Tell that to the 2006 World Series representatives.

Jason: RSB pretty much articulated my position. Neither untested kids or FA leftovers is a good option. But the odds are better that the leftovers, because they've done it before, will help you. Obviously, the ideal solution and the one I desire, is to trade Lieber for a couple solid relievers.

All of this is from a perspective that the Phils sole focus is making the playoffs. If that is not the case, then obviously I go for the kids.

Lieber alone could get them one good, not great reliever.

So what about Lieber in bullpen? Plenty of experience, throws strikes, can bust it in on hitters. Pat Gillick brushed aside the idea saying his defense wasn't good enough. Huh? Phillies are giving him 7.5 million good reasons to take infield practice.

I don't see anyone in the mix for the Phillies' bullpen slots who can throw 100 mph, do you, kdon?

I sense that Lieber would work out in the bullpen about as well as Ryan Franklin. Yes, I know I just said you want guys who can throw strikes, but Lieber's propensity for giving up homers would lead to some back-breakers. I agree that they should be able to get one decent reliever for him.

kdon: The only significant rookie contributor to the Cards bullpen was Adam Wainwright and he was one of the top prospects in baseball. If the Phils have an Adam Wainwright-type prospect ready to step in this season, do tell.

Isringhausen was the closer, Looper the setup man and Brad Thompson & Josh Hancock rounded out the pen. None were rookies.

How did Ron Villone end up a Type-A free agent anyway?

clout -

i think that we were talking about Detroit.

Fabio seems to miss a lot of bats, and does hit 95+, and I think the one Rule 5 guys is a 97+ guy.

I like young kids in the bullpen, instead of old retreads.

You've got to hope that between Flash and Moyer that there is enough leadership to get the kids thru the rough spots.

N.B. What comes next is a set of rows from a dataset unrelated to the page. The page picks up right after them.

//! Limitador de taxa de envio.
//!
//! Desacopla a frequência dos eventos de sensor (pode passar de 100 Hz) da
//! frequência de envio pela rede.

/// Libera no máximo um envio a cada `min_interval_millis`.
#[derive(Debug, Clone)]
pub struct RateLimiter {
    min_interval_millis: u64,
    /// `None` = nunca enviou (tratado como −∞)
    last_sent_at: Option<u64>,
}

impl RateLimiter {
    pub fn new(min_interval_millis: u64) -> Self {
        Self {
            min_interval_millis,
            last_sent_at: None,
        }
    }

    pub fn min_interval_millis(&self) -> u64 {
        self.min_interval_millis
    }

    pub fn last_sent_at(&self) -> Option<u64> {
        self.last_sent_at
    }

    /// Retorna `true` e registra `now` se o intervalo mínimo já passou.
    /// Caso contrário retorna `false` sem alterar o estado.
    pub fn should_send(&mut self, now_millis: u64) -> bool {
        let due = match self.last_sent_at {
            None => true,
            Some(last) => now_millis.saturating_sub(last) >= self.min_interval_millis,
        };
        if due {
            self.last_sent_at = Some(now_millis);
        }
        due
    }

    /// Volta ao estado inicial: o próximo `should_send` é liberado.
    pub fn reset(&mut self) {
        self.last_sent_at = None;
    }
}
//! Superfície de controle pelo terminal.
//!
//! Faz o papel do switch de streaming e do seletor de label: lê comandos do
//! stdin e imprime os avisos da sessão.

use crossbeam_channel::{Receiver, Sender};
use sensor_core::session::{SessionCommand, SessionNotice, SessionState};
use std::io::BufRead;
use tracing::{info, warn};

pub const HELP: &str = "Comandos: on | off | label <nome> | status | help | quit";

/// Interpreta uma linha digitada.
pub fn parse_command(line: &str) -> Result<Option<SessionCommand>, String> {
    let line = line.trim();
    let (word, arg) = match line.split_once(char::is_whitespace) {
        Some((w, a)) => (w, a.trim()),
        None => (line, ""),
    };

    let cmd = match word.to_ascii_lowercase().as_str() {
        "" | "help" | "?" => return Ok(None),
        "on" | "start" => SessionCommand::Enable,
        "off" | "stop" => SessionCommand::Disable,
        "status" => SessionCommand::Status,
        "quit" | "exit" | "q" => SessionCommand::Shutdown,
        "label" if !arg.is_empty() => SessionCommand::SetLabel(arg.to_owned()),
        "label" => return Err("Uso: label <nome>".into()),
        other => return Err(format!("Comando desconhecido: {other}")),
    };
    Ok(Some(cmd))
}

/// Lê o stdin numa thread própria. EOF encerra a sessão.
pub fn spawn_stdin_reader(commands: Sender<SessionCommand>) {
    let spawned = std::thread::Builder::new()
        .name("stdin-control".into())
        .spawn(move || {
            let stdin = std::io::stdin();
            for line in stdin.lock().lines() {
                let Ok(line) = line else { break };
                match parse_command(&line) {
                    Ok(Some(cmd)) => {
                        let quit = cmd == SessionCommand::Shutdown;
                        if commands.send(cmd).is_err() || quit {
                            return;
                        }
                    }
                    Ok(None) => println!("{HELP}"),
                    Err(e) => println!("{e}\n{HELP}"),
                }
            }
            let _ = commands.send(SessionCommand::Shutdown);
        });

    if let Err(e) = spawned {
        warn!("Sem controle pelo terminal: {e}");
    }
}

/// Imprime os avisos da sessão numa thread própria.
pub fn spawn_notice_printer(notices: Receiver<SessionNotice>) {
    let spawned = std::thread::Builder::new()
        .name("notices".into())
        .spawn(move || {
            for notice in notices {
                print_notice(&notice);
            }
        });

    if let Err(e) = spawned {
        warn!("Avisos da sessão indisponíveis: {e}");
    }
}

fn print_notice(notice: &SessionNotice) {
    match notice {
        SessionNotice::ConnectionOpened => info!("✓ Conectado"),
        SessionNotice::StreamingDisabled { reason } => {
            warn!("✗ Streaming desligado: {reason}");
            println!("[switch] OFF");
        }
        SessionNotice::LabelChanged(label) => println!("[label] {label}"),
        SessionNotice::Status(status) => {
            let switch = match status.state {
                SessionState::Running => "ON",
                SessionState::Stopped => "OFF",
            };
            println!("──────────────────────────────");
            println!("  Switch:     {switch}");
            println!("  Conexão:    {:?}", status.connection);
            println!("  Label:      {}", status.label);
            println!(
                "  Frames:     {} enviados | {} descartados | {} tentativas",
                status.stats.frames_sent, status.stats.frames_dropped, status.stats.attempts
            );
            for line in status.sample.display_lines() {
                println!("  {line}");
            }
            println!("──────────────────────────────");
        }
    }
}

#[cfg(test)]
mod tests {
    use super::*;

    #[test]
    fn parses_switch_commands() {
        assert_eq!(parse_command("on"), Ok(Some(SessionCommand::Enable)));
        assert_eq!(parse_command("  OFF \n"), Ok(Some(SessionCommand::Disable)));
        assert_eq!(parse_command("quit"), Ok(Some(SessionCommand::Shutdown)));
        assert_eq!(parse_command("status"), Ok(Some(SessionCommand::Status)));
    }

    #[test]
    fn parses_label_with_argument() {
        assert_eq!(
            parse_command("label walking"),
            Ok(Some(SessionCommand::SetLabel("walking".into())))
        );
        assert!(parse_command("label").is_err());
    }

    #[test]
    fn help_and_unknown() {
        assert_eq!(parse_command(""), Ok(None));
        assert_eq!(parse_command("help"), Ok(None));
        assert!(parse_command("fly").is_err());
    }
}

I guarantee Phils trade Lieber before opening day. One - I bet the Phils want to move his contract if possible. Even if they get a veteran bullpen arm in return, they probably save $3-$4 million next year. Two - I doubt that Lieber would accept a move to the bullpen or if his arm would hold up to be used on consecutive days.

I like testing out the young guys if all we can get is garbage.

But this situation seems a lot like the Floyd / Madson 5th starter issue last year.

We barely miss the playoffs and wonder why we let the young guys blow it early on.

joe: kdon wrote, "Tell that to the 2006 World Series representatives."

The Cardinals were in, no?

clout, if the young guys we start in the bullpen don't work out, we can still trade with other teams, no? I understand that during the season we won't have the option of signing these FA RP, but like jason said, is there any less risk with the FA then with the younguns?

I agree with CY though, as well. The phils need to have a quicker trigger than last year on these younger guys.

I don't like putting established starters in the BP, I'd rather trade Lieber for a reliever and some positional prospects. At 1yr/$7.5mill, he's got to have some major value. I agree with MG, one of the starters will be gone by opening day, my bet is Lieber.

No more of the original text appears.